Supports optional parameters such as latent dimension, Monte Carlo samples, neighbors count, etc.

### `.fit(df)`
Fits the model to training data.

**Parameters:**
* `df`: pandas DataFrame with mixed features

### `.transform(df, return_intervals=False)`
Returns imputed values.

**Input:**
* `df`: DataFrame or numpy array with missing values

**Output:**
* A NumPy array with imputed values
* If `return_intervals=True`: returns `(mean, lower, upper)`

### `.save(path)`
Saves:
* model weights
* preprocessor
* metadata

### `.load(path)`
Loads a previously saved AURAI model.

## Example Usage

### Example 1: Basic Imputation
```python
from AURAI import AURAIImputer
import pandas as pd

df = pd.read_csv("data.csv")
imputer = AURAIImputer()
imputer.fit(df)
imputed = imputer.transform(df)
```

### Example 2: Imputation with Uncertainty
```python
mean, lower, upper = imputer.transform(df, return_intervals=True)
```
### Example 3: Demo
```python

import numpy as np
import pandas as pd
import os
import shutil

from AURAI import AURAIImputer  


# ============================================
# Example demo
# ============================================
def run_demo():
    print("[Example] Running AURAIImputer quick demo...")

    # Create synthetic demo dataset
    np.random.seed(42)
    N = 400
    age = np.random.randint(18, 70, N)
    income = age * 1200 + np.random.randn(N) * 5000
    job = np.random.choice(["eng", "sales", "hr", "dev"], N)
    score = income / 800 + np.random.randn(N) * 3

    df = pd.DataFrame({
        "age": age,
        "income": income,
        "job": job,
        "score": score
    })

    # Introduce 20% missingness
    rng = np.random.default_rng(42)
    df_missing = df.mask(rng.random(df.shape) < 0.2)

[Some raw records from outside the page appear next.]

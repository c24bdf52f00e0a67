use hourglass_rs::SafeTimeProvider;

use crate::errors::{LedgerError, Result};
use crate::events::{Event, EventStore};
use crate::money::Money;
use crate::student::{FeeRecord, Student};
use crate::types::FeeType;

use super::{RecordSelector, MODE_AUTO_CLEAR};

/// apply a payment to the record the selector resolves to
///
/// credits the record through its single mutator, then decrements the
/// category's cached counter floored at zero; any excess stays visible only
/// in the record's `amount_paid`
pub fn apply_payment(
    student: &mut Student,
    selector: RecordSelector,
    amount: Money,
    mode: &str,
    reference: &str,
    time: &SafeTimeProvider,
    events: &mut EventStore,
) -> Result<FeeRecord> {
    if !amount.is_positive() {
        return Err(LedgerError::InvalidAmount { amount });
    }

    let index = match &selector {
        RecordSelector::ById(id) => student.fee_records.iter().position(|r| r.id == *id),
        RecordSelector::ByType { fee_type, year } => student.fee_records.iter().position(|r| {
            r.fee_type == *fee_type
                && !r.is_settled()
                && year.map_or(true, |y| r.year == y)
        }),
    }
    .ok_or_else(|| LedgerError::RecordNotFound {
        details: match &selector {
            RecordSelector::ById(id) => format!("id {id}"),
            RecordSelector::ByType { fee_type, year } => match year {
                Some(y) => format!("open {fee_type:?} record in year {y}"),
                None => format!("open {fee_type:?} record"),
            },
        },
    })?;

    let now = time.now();
    let record = &mut student.fee_records[index];
    record.post(amount, mode, reference, now);

    let updated = record.clone();
    if let Some(counter) = student.due_counter_mut(updated.fee_type) {
        *counter = counter.saturating_deduct(amount);
    }

    events.emit(Event::PaymentReceived {
        usn: student.usn.clone(),
        record_id: updated.id,
        fee_type: updated.fee_type,
        year: updated.year,
        semester: updated.semester,
        amount,
        mode: mode.to_string(),
        reference: reference.to_string(),
        timestamp: now,
    });

    Ok(updated)
}

/// overwrite a category's cached counter, and when it is set to zero
/// force-close every open record of that category
///
/// closing appends an `Auto-Clear` transaction for the positive remainder;
/// a record already at or above its due amount gets no transaction, only a
/// status re-derivation, leaving any excess for reconciliation to move
pub fn mark_due_as_paid(
    student: &mut Student,
    fee_type: FeeType,
    amount: Money,
    time: &SafeTimeProvider,
    events: &mut EventStore,
) -> Result<u32> {
    if amount.is_negative() {
        return Err(LedgerError::InvalidAmount { amount });
    }
    if !fee_type.is_billable() {
        return Err(LedgerError::CategoryNotBillable { fee_type });
    }

    if let Some(counter) = student.due_counter_mut(fee_type) {
        *counter = amount;
    }

    let mut records_closed = 0;
    let now = time.now();

    if amount.is_zero() {
        for record in student
            .fee_records
            .iter_mut()
            .filter(|r| r.fee_type == fee_type && !r.is_settled())
        {
            let remainder = record.outstanding();
            if remainder.is_positive() {
                record.post(remainder, MODE_AUTO_CLEAR, "Due Marked Paid", now);
            } else {
                record.rederive_status();
            }
            records_closed += 1;
        }

        events.emit(Event::DueCleared {
            usn: student.usn.clone(),
            fee_type,
            records_closed,
            timestamp: now,
        });
    }

    Ok(records_closed)
}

    print("\nMissing% per col:\n", df_missing.isnull().mean())

    # Initialize imputer
    imputer = AURAIImputer(
        latent_dim=32,
        mc_samples=100,
        faiss_enabled=False,
        verbose=True,
        min_latent_std=1e-2,
        min_num_std=1e-2
    )

    # Fit the model
    imputer.fit(df_missing, epochs=10, batch_size=128, lr=1e-3)

    # Perform imputation with intervals and decoded DataFrame output
    final_df, lower, upper = imputer.transform(
        df_missing,
        return_intervals=True,
        return_df=True
    )

    print("\nFirst 5 rows of decoded final imputed DataFrame:")
    print(final_df.head())

    # Check interval degeneracy
    mean_arr, low_arr, high_arr = imputer.transform(df_missing, return_intervals=True)
    print("\nZero-width intervals:", np.sum(np.isclose(low_arr, high_arr)), "/", low_arr.size)

    # Save/load test
    save_dir = "aurai_demo_saved"
    if os.path.exists(save_dir):
        shutil.rmtree(save_dir)

    imputer.save(save_dir)
    imputer2 = AURAIImputer.load(save_dir)

    print("\nSave & load smoke test OK:", isinstance(imputer2, AURAIImputer))
    print("\n[Example] Demo finished.")


# Only run demo when file is executed directly
if __name__ == "__main__":
    run_demo()

```
## Internals
* **Variational Autoencoder (VAE)** Learns global structure and reconstructs numeric means, variances, and categorical logits.
* **Latent-Space Nearest Neighbor Search** Provides local refinement to improve imputation accuracy.
* **Gating Network** Learns per-feature blending weights for global + local fusion.
* **Cluster Regularization** Encourages structured and stable latent geometry.
* **Monte Carlo Sampling** Produces mean predictions and confidence intervals.

## Notes
* Works with both numeric and categorical data.
* Performs well under MCAR, MAR, and MNAR.
* Provides uncertainty intervals for downstream tasks.
* GPU recommended for training large datasets.

## Author
Abdul Mofique Siddiqui

## License
This project is licensed under the MIT License.